Next / Previous / Contents / TCC Help System / NM Tech homepage

37. AccessSummary.__addCategory(): Add URL to appropriate category

This method maintains the invariants on three dictionaries: .__personalLetterMap, .__personalMap, and .__officialMap. It ignores accesses to the institute homepage “/”.

webstats.py
# - - -   A c c e s s S u m m a r y . _ _ a d d C a t e g o r y

    def __addCategory ( self, url ):
        '''Add this URL to the personal or official dictionaries.

          [ url is an URL as a string ->
              if url is "/" or otherwise length 1 ->
                I
              else if url is for a personal page ->
                self.__personalLetterMap  +:=  entry for the third
                    character of url
                self.__personalMap  +:=  entry for url
              else ->
                self.__officialLetterMap  +:=  entry for the second
                    character of url
                self.__officialMap  +:=  entry for url ]
        '''

The values in all three of these dictionaries are Python sets. They use the defaultdict class from the standard Python collections module so that we don't have to worry about creating the set on the first access: we can just use the set type's .add() method. For more information on defaultdict, see Section 5, “Imported modules”.
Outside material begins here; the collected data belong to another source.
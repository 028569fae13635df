use crate::errors::{AppError, AppResult};
use chrono::{Datelike, NaiveDate};

pub fn today() -> NaiveDate {
    chrono::Local::now().date_naive()
}

/// First and last day of the current month.
pub fn current_month_bounds() -> (NaiveDate, NaiveDate) {
    let t = today();
    month_bounds(t.year(), t.month()).unwrap_or((t, t))
}

pub fn month_bounds(year: i32, month: u32) -> Option<(NaiveDate, NaiveDate)> {
    let first = NaiveDate::from_ymd_opt(year, month, 1)?;
    let next = if month == 12 {
        NaiveDate::from_ymd_opt(year + 1, 1, 1)?
    } else {
        NaiveDate::from_ymd_opt(year, month + 1, 1)?
    };
    Some((first, next.pred_opt()?))
}

fn invalid(r: &str, why: &str) -> AppError {
    AppError::InvalidRange(format!("{r}: {why}"))
}

/// Bounds of a single period token: `YYYY`, `YYYY-MM` or `YYYY-MM-DD`.
fn period_bounds(p: &str) -> AppResult<(NaiveDate, NaiveDate)> {
    match p.len() {
        4 => {
            let y: i32 = p.parse().map_err(|_| invalid(p, "invalid year"))?;
            let d1 = NaiveDate::from_ymd_opt(y, 1, 1).ok_or_else(|| invalid(p, "invalid year"))?;
            let d2 =
                NaiveDate::from_ymd_opt(y, 12, 31).ok_or_else(|| invalid(p, "invalid year"))?;
            Ok((d1, d2))
        }
        7 => {
            let (ys, ms) = p.split_once('-').ok_or_else(|| invalid(p, "expected YYYY-MM"))?;
            let y: i32 = ys.parse().map_err(|_| invalid(p, "invalid year"))?;
            let m: u32 = ms.parse().map_err(|_| invalid(p, "invalid month"))?;
            month_bounds(y, m).ok_or_else(|| invalid(p, "invalid month"))
        }
        10 => {
            let d = NaiveDate::parse_from_str(p, "%Y-%m-%d")
                .map_err(|_| AppError::InvalidDate(p.to_string()))?;
            Ok((d, d))
        }
        _ => Err(invalid(p, "unsupported format")),
    }
}

/// Parse a `--range` / `--period` expression.
///
/// Supports:
/// - YYYY
/// - YYYY-MM
/// - YYYY-MM-DD
/// - YYYY:YYYY
/// - YYYY-MM:YYYY-MM
/// - YYYY-MM-DD:YYYY-MM-DD
/// - all (no bounds → `None`)
pub fn parse_range(r: &str) -> AppResult<Option<(NaiveDate, NaiveDate)>> {
    let r = r.trim();

    if r.eq_ignore_ascii_case("all") {
        return Ok(None);
    }

    let bounds = match r.split_once(':') {
        Some((start_raw, end_raw)) => {
            let (start, end) = (start_raw.trim(), end_raw.trim());
            if start.len() != end.len() {
                return Err(invalid(r, "start and end must have same format"));
            }
            let (d1, _) = period_bounds(start)?;
            let (_, d2) = period_bounds(end)?;
            if d2 < d1 {
                return Err(invalid(r, "end before start"));
            }
            (d1, d2)
        }
        None => period_bounds(r)?,
    };

    Ok(Some(bounds))
}

pub fn month_name(mm: &str) -> &'static str {
    match mm {
        "01" => "January",
        "02" => "February",
        "03" => "March",
        "04" => "April",
        "05" => "May",
        "06" => "June",
        "07" => "July",
        "08" => "August",
        "09" => "September",
        "10" => "October",
        "11" => "November",
        "12" => "December",
        _ => "",
    }
}
use serde::{Deserialize, Serialize};

#[derive(Debug, Clone, Copy, PartialEq, Eq, Serialize, Deserialize)]
#[serde(rename_all = "lowercase")]
pub enum PunchKind {
    In,
    Out,
}

impl PunchKind {
    /// Accepts the codes seen in ERP extracts: in/out, E/S, entrada/salida.
    pub fn from_code(s: &str) -> Option<Self> {
        match s.trim().to_lowercase().as_str() {
            "in" | "e" | "entrada" => Some(Self::In),
            "out" | "s" | "salida" => Some(Self::Out),
            _ => None,
        }
    }

    /// Convert enum → DB string
    pub fn to_db_str(&self) -> &'static str {
        match self {
            PunchKind::In => "in",
            PunchKind::Out => "out",
        }
    }

    /// Convert DB string → enum
    pub fn from_db_str(s: &str) -> Option<Self> {
        match s {
            "in" => Some(PunchKind::In),
            "out" => Some(PunchKind::Out),
            _ => None,
        }
    }
}

/// Raw punch row in the CSV extract (kind still unparsed).
#[derive(Debug, Clone, Deserialize)]
pub struct PunchRow {
    pub employee_id: String,
    pub date: String,
    pub time: String,
    pub kind: String,
}

/// A clock-in / clock-out event. Date and time are the raw ERP strings.
#[derive(Debug, Clone, PartialEq, Serialize)]
pub struct Punch {
    pub employee_id: String,
    pub date: String,
    pub time: String,
    pub kind: PunchKind,
}

impl Punch {
    pub fn new(employee_id: &str, date: &str, time: &str, kind: PunchKind) -> Self {
        Self {
            employee_id: employee_id.to_string(),
            date: date.to_string(),
            time: time.to_string(),
            kind,
        }
    }
}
The first task is to classify the URL: is it the institute homepage ("/"), a personal page starting with "/~", or an official page starting with "/" not followed by "~"? See the note at the end of this method regarding a defect in the original version; any URL of length one is ignored here.

webstats.py
        #-- 1 --
        if len(url) < 2:
            return
        else:
            maybeTilde  =  url[1]

If the character following the "/" is a tilde, it's a personal page; otherwise it is an official page.

webstats.py
        #-- 2 --
        # [ if maybeTilde != '~' ->
        #     self.__officialMap[directory name from url]  +:= url
        #     return
        #   else -> I ]
        if maybeTilde != '~':
            #-- 2.1 --
            # [ dirName  :=  portion of url[1:] up to the next
            #       "/" if there is one, or to the end otherwise ]
            dirName  =  url[1:].split('/')[0]

            #-- 2.2 --
            # [ self._officialMap[dirName]  +:=  url
            #   return ]
            try:
                self.__officialMap[dirName].add(url)
            except KeyError:
                self.__officialMap[dirName] = set ( [url] )
            return

For a personal page, we must add the URL to two sets: one set by first letter, and one set by personal account name.

webstats.py
        #-- 3 --
        # [ dirName  :=  portion of url[2:] up to the next "/" if
        #       there is one, or to the end otherwise
        #   first  :=  url[2] ]
        dirName  =  url[2:].split('/')[0]
        first  =  url[2]

        #-- 4 --
        # [ self.__personalLetterMap[first]  +:=  dirName
        #   self.__personalMap[dirName]  +:=  url ]
        try:
            self.__personalLetterMap[first].add ( dirName )
        except KeyError:
            self.__personalLetterMap[first]  =  set ( [dirName] )

        try:
            self.__personalMap[dirName].add ( url )
        except KeyError:
            self.__personalMap[dirName]  =  set ( [url] )

Note

In June 2011, a bogus access log record crashed the script. Here is the original code of step 1, above. Here are the events leading to this failure.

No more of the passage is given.